__Try it__
The entire set of lines below should be copied exactly.

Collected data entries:
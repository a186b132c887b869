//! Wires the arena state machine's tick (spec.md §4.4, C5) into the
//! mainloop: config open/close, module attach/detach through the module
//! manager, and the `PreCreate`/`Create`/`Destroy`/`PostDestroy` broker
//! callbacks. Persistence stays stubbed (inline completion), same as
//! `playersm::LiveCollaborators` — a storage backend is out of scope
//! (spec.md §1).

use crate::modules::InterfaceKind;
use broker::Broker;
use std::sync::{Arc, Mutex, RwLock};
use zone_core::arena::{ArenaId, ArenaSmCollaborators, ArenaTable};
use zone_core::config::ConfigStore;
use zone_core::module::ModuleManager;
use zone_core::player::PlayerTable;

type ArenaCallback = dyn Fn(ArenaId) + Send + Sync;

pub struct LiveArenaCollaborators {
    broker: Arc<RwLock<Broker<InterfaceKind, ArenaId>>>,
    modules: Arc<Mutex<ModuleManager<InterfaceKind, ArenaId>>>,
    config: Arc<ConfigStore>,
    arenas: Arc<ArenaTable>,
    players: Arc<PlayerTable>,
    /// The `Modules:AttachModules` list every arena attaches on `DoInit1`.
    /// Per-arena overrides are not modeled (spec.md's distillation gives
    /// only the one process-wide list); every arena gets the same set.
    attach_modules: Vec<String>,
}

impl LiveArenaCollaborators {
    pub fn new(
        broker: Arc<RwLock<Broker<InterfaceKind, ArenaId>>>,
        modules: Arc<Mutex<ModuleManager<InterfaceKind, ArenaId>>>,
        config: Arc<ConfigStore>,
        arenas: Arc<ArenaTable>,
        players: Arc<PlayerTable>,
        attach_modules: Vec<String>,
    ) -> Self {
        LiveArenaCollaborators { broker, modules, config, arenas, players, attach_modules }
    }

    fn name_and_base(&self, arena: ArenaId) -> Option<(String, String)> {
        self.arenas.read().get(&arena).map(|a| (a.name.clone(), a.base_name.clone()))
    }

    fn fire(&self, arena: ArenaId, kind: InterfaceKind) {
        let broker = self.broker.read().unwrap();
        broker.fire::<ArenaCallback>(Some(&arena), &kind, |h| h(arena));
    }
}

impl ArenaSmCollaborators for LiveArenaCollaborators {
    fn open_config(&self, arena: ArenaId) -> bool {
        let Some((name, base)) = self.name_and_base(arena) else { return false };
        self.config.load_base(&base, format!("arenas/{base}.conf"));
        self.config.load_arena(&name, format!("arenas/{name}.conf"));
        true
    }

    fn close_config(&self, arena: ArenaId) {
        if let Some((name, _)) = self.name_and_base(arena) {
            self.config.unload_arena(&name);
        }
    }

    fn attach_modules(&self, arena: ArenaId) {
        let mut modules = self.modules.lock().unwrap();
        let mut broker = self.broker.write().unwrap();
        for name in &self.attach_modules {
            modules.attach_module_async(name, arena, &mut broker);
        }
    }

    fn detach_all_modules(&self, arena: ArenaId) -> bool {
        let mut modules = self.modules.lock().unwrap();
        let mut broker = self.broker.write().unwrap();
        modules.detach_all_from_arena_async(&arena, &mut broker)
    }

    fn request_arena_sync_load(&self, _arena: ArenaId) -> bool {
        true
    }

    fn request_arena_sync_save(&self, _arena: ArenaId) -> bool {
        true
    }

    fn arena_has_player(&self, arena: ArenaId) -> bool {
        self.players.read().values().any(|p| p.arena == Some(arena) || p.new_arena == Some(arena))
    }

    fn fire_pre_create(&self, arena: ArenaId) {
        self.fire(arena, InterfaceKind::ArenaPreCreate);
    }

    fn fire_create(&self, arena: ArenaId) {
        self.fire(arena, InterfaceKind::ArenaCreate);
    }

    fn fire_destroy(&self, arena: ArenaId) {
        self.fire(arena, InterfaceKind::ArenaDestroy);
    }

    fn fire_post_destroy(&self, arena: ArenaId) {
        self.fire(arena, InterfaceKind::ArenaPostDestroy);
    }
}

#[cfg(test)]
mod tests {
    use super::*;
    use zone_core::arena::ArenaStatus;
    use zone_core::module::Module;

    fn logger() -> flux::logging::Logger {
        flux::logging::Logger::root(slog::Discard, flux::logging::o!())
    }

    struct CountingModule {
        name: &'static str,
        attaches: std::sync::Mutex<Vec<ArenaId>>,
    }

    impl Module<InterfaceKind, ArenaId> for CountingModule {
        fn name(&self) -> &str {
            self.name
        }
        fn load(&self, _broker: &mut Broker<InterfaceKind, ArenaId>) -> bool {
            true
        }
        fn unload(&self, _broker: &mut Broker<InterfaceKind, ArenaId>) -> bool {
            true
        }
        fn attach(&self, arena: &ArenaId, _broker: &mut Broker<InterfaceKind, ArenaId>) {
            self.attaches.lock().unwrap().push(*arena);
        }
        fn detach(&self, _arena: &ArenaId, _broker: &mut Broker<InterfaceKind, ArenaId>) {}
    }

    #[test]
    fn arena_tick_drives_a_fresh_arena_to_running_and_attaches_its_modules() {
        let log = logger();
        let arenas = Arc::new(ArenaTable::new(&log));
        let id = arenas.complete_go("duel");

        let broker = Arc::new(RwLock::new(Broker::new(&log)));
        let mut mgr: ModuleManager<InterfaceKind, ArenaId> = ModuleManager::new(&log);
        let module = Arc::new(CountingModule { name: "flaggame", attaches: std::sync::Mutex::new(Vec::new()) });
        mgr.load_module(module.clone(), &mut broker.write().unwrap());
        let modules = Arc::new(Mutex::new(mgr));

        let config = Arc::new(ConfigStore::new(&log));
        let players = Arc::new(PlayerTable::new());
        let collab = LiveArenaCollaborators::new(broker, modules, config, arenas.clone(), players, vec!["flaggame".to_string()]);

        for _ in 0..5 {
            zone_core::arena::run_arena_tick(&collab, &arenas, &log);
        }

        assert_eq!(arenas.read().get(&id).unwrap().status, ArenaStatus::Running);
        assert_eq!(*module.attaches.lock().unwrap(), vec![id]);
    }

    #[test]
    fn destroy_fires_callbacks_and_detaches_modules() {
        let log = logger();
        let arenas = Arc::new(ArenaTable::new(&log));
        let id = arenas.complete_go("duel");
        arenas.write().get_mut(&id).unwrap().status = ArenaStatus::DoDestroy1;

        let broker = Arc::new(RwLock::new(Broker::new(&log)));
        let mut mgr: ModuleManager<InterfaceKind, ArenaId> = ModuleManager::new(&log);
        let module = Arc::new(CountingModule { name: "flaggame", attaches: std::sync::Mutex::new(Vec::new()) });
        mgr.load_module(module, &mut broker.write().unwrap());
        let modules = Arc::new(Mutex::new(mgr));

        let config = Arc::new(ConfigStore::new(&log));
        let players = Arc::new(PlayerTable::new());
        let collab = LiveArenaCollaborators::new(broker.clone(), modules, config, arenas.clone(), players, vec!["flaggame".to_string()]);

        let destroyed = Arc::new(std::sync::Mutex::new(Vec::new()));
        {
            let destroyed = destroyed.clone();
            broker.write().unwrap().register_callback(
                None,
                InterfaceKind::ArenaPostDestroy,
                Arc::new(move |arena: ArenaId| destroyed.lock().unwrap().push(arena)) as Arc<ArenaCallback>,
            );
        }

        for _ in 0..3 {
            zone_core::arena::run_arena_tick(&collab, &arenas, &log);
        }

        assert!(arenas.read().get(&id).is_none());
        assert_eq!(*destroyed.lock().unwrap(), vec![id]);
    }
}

__Your response__
repository a186b132c887b869
//! Wires the arena state machine's tick (spec.md §4.4, C5) into the
//! mainloop: config open/close, module attach/detach through the module
//! manager, and the `PreCreate`/`Create`/`Destroy`/`PostDestroy` broker
//! callbacks. Persistence stays stubbed (inline completion), same as
//! `playersm::LiveCollaborators` — a storage backend is out of scope
//! (spec.md §1).

use crate::modules::InterfaceKind;
use broker::Broker;
use std::sync::{Arc, Mutex, RwLock};
use zone_core::arena::{ArenaId, ArenaSmCollaborators, ArenaTable};
use zone_core::config::ConfigStore;
use zone_core::module::ModuleManager;
use zone_core::player::PlayerTable;

type ArenaCallback = dyn Fn(ArenaId) + Send + Sync;

pub struct LiveArenaCollaborators {
    broker: Arc<RwLock<Broker<InterfaceKind, ArenaId>>>,
    modules: Arc<Mutex<ModuleManager<InterfaceKind, ArenaId>>>,
    config: Arc<ConfigStore>,
    arenas: Arc<ArenaTable>,
    players: Arc<PlayerTable>,
    /// The `Modules:AttachModules` list every arena attaches on `DoInit1`.
    /// Per-arena overrides are not modeled (spec.md's distillation gives
    /// only the one process-wide list); every arena gets the same set.
    attach_modules: Vec<String>,
}

impl LiveArenaCollaborators {
    pub fn new(
        broker: Arc<RwLock<Broker<InterfaceKind, ArenaId>>>,
        modules: Arc<Mutex<ModuleManager<InterfaceKind, ArenaId>>>,
        config: Arc<ConfigStore>,
        arenas: Arc<ArenaTable>,
        players: Arc<PlayerTable>,
        attach_modules: Vec<String>,
    ) -> Self {
        LiveArenaCollaborators { broker, modules, config, arenas, players, attach_modules }
    }

    fn name_and_base(&self, arena: ArenaId) -> Option<(String, String)> {
        self.arenas.read().get(&arena).map(|a| (a.name.clone(), a.base_name.clone()))
    }

    fn fire(&self, arena: ArenaId, kind: InterfaceKind) {
        let broker = self.broker.read().unwrap();
        broker.fire::<ArenaCallback>(Some(&arena), &kind, |h| h(arena));
    }
}

impl ArenaSmCollaborators for LiveArenaCollaborators {
    fn open_config(&self, arena: ArenaId) -> bool {
        let Some((name, base)) = self.name_and_base(arena) else { return false };
        self.config.load_base(&base, format!("arenas/{base}.conf"));
        self.config.load_arena(&name, format!("arenas/{name}.conf"));
        true
    }

    fn close_config(&self, arena: ArenaId) {
        if let Some((name, _)) = self.name_and_base(arena) {
            self.config.unload_arena(&name);
        }
    }

    fn attach_modules(&self, arena: ArenaId) {
        let mut modules = self.modules.lock().unwrap();
        let mut broker = self.broker.write().unwrap();
        for name in &self.attach_modules {
            modules.attach_module_async(name, arena, &mut broker);
        }
    }

    fn detach_all_modules(&self, arena: ArenaId) -> bool {
        let mut modules = self.modules.lock().unwrap();
        let mut broker = self.broker.write().unwrap();
        modules.detach_all_from_arena_async(&arena, &mut broker)
    }

    fn request_arena_sync_load(&self, _arena: ArenaId) -> bool {
        true
    }

    fn request_arena_sync_save(&self, _arena: ArenaId) -> bool {
        true
    }

    fn arena_has_player(&self, arena: ArenaId) -> bool {
        self.players.read().values().any(|p| p.arena == Some(arena) || p.new_arena == Some(arena))
    }

    fn fire_pre_create(&self, arena: ArenaId) {
        self.fire(arena, InterfaceKind::ArenaPreCreate);
    }

    fn fire_create(&self, arena: ArenaId) {
        self.fire(arena, InterfaceKind::ArenaCreate);
    }

    fn fire_destroy(&self, arena: ArenaId) {
        self.fire(arena, InterfaceKind::ArenaDestroy);
    }

    fn fire_post_destroy(&self, arena: ArenaId) {
        self.fire(arena, InterfaceKind::ArenaPostDestroy);
    }
}

#[cfg(test)]
mod tests {
    use super::*;
    use zone_core::arena::ArenaStatus;
    use zone_core::module::Module;

    fn logger() -> flux::logging::Logger {
        flux::logging::Logger::root(slog::Discard, flux::logging::o!())
    }

    struct CountingModule {
        name: &'static str,
        attaches: std::sync::Mutex<Vec<ArenaId>>,
    }

    impl Module<InterfaceKind, ArenaId> for CountingModule {
        fn name(&self) -> &str {
            self.name
        }
        fn load(&self, _broker: &mut Broker<InterfaceKind, ArenaId>) -> bool {
            true
        }
        fn unload(&self, _broker: &mut Broker<InterfaceKind, ArenaId>) -> bool {
            true
        }
        fn attach(&self, arena: &ArenaId, _broker: &mut Broker<InterfaceKind, ArenaId>) {
            self.attaches.lock().unwrap().push(*arena);
        }
        fn detach(&self, _arena: &ArenaId, _broker: &mut Broker<InterfaceKind, ArenaId>) {}
    }

    #[test]
    fn arena_tick_drives_a_fresh_arena_to_running_and_attaches_its_modules() {
        let log = logger();
        let arenas = Arc::new(ArenaTable::new(&log));
        let id = arenas.complete_go("duel");

        let broker = Arc::new(RwLock::new(Broker::new(&log)));
        let mut mgr: ModuleManager<InterfaceKind, ArenaId> = ModuleManager::new(&log);
        let module = Arc::new(CountingModule { name: "flaggame", attaches: std::sync::Mutex::new(Vec::new()) });
        mgr.load_module(module.clone(), &mut broker.write().unwrap());
        let modules = Arc::new(Mutex::new(mgr));

        let config = Arc::new(ConfigStore::new(&log));
        let players = Arc::new(PlayerTable::new());
        let collab = LiveArenaCollaborators::new(broker, modules, config, arenas.clone(), players, vec!["flaggame".to_string()]);

        for _ in 0..5 {
            zone_core::arena::run_arena_tick(&collab, &arenas, &log);
        }

        assert_eq!(arenas.read().get(&id).unwrap().status, ArenaStatus::Running);
        assert_eq!(*module.attaches.lock().unwrap(), vec![id]);
    }

    #[test]
    fn destroy_fires_callbacks_and_detaches_modules() {
        let log = logger();
        let arenas = Arc::new(ArenaTable::new(&log));
        let id = arenas.complete_go("duel");
        arenas.write().get_mut(&id).unwrap().status = ArenaStatus::DoDestroy1;

        let broker = Arc::new(RwLock::new(Broker::new(&log)));
        let mut mgr: ModuleManager<InterfaceKind, ArenaId> = ModuleManager::new(&log);
        let module = Arc::new(CountingModule { name: "flaggame", attaches: std::sync::Mutex::new(Vec::new()) });
        mgr.load_module(module, &mut broker.write().unwrap());
        let modules = Arc::new(Mutex::new(mgr));

        let config = Arc::new(ConfigStore::new(&log));
        let players = Arc::new(PlayerTable::new());
        let collab = LiveArenaCollaborators::new(broker.clone(), modules, config, arenas.clone(), players, vec!["flaggame".to_string()]);

        let destroyed = Arc::new(std::sync::Mutex::new(Vec::new()));
        {
            let destroyed = destroyed.clone();
            broker.write().unwrap().register_callback(
                None,
                InterfaceKind::ArenaPostDestroy,
                Arc::new(move |arena: ArenaId| destroyed.lock().unwrap().push(arena)) as Arc<ArenaCallback>,
            );
        }

        for _ in 0..3 {
            zone_core::arena::run_arena_tick(&collab, &arenas, &log);
        }

        assert!(arenas.read().get(&id).is_none());
        assert_eq!(*destroyed.lock().unwrap(), vec![id]);
    }
}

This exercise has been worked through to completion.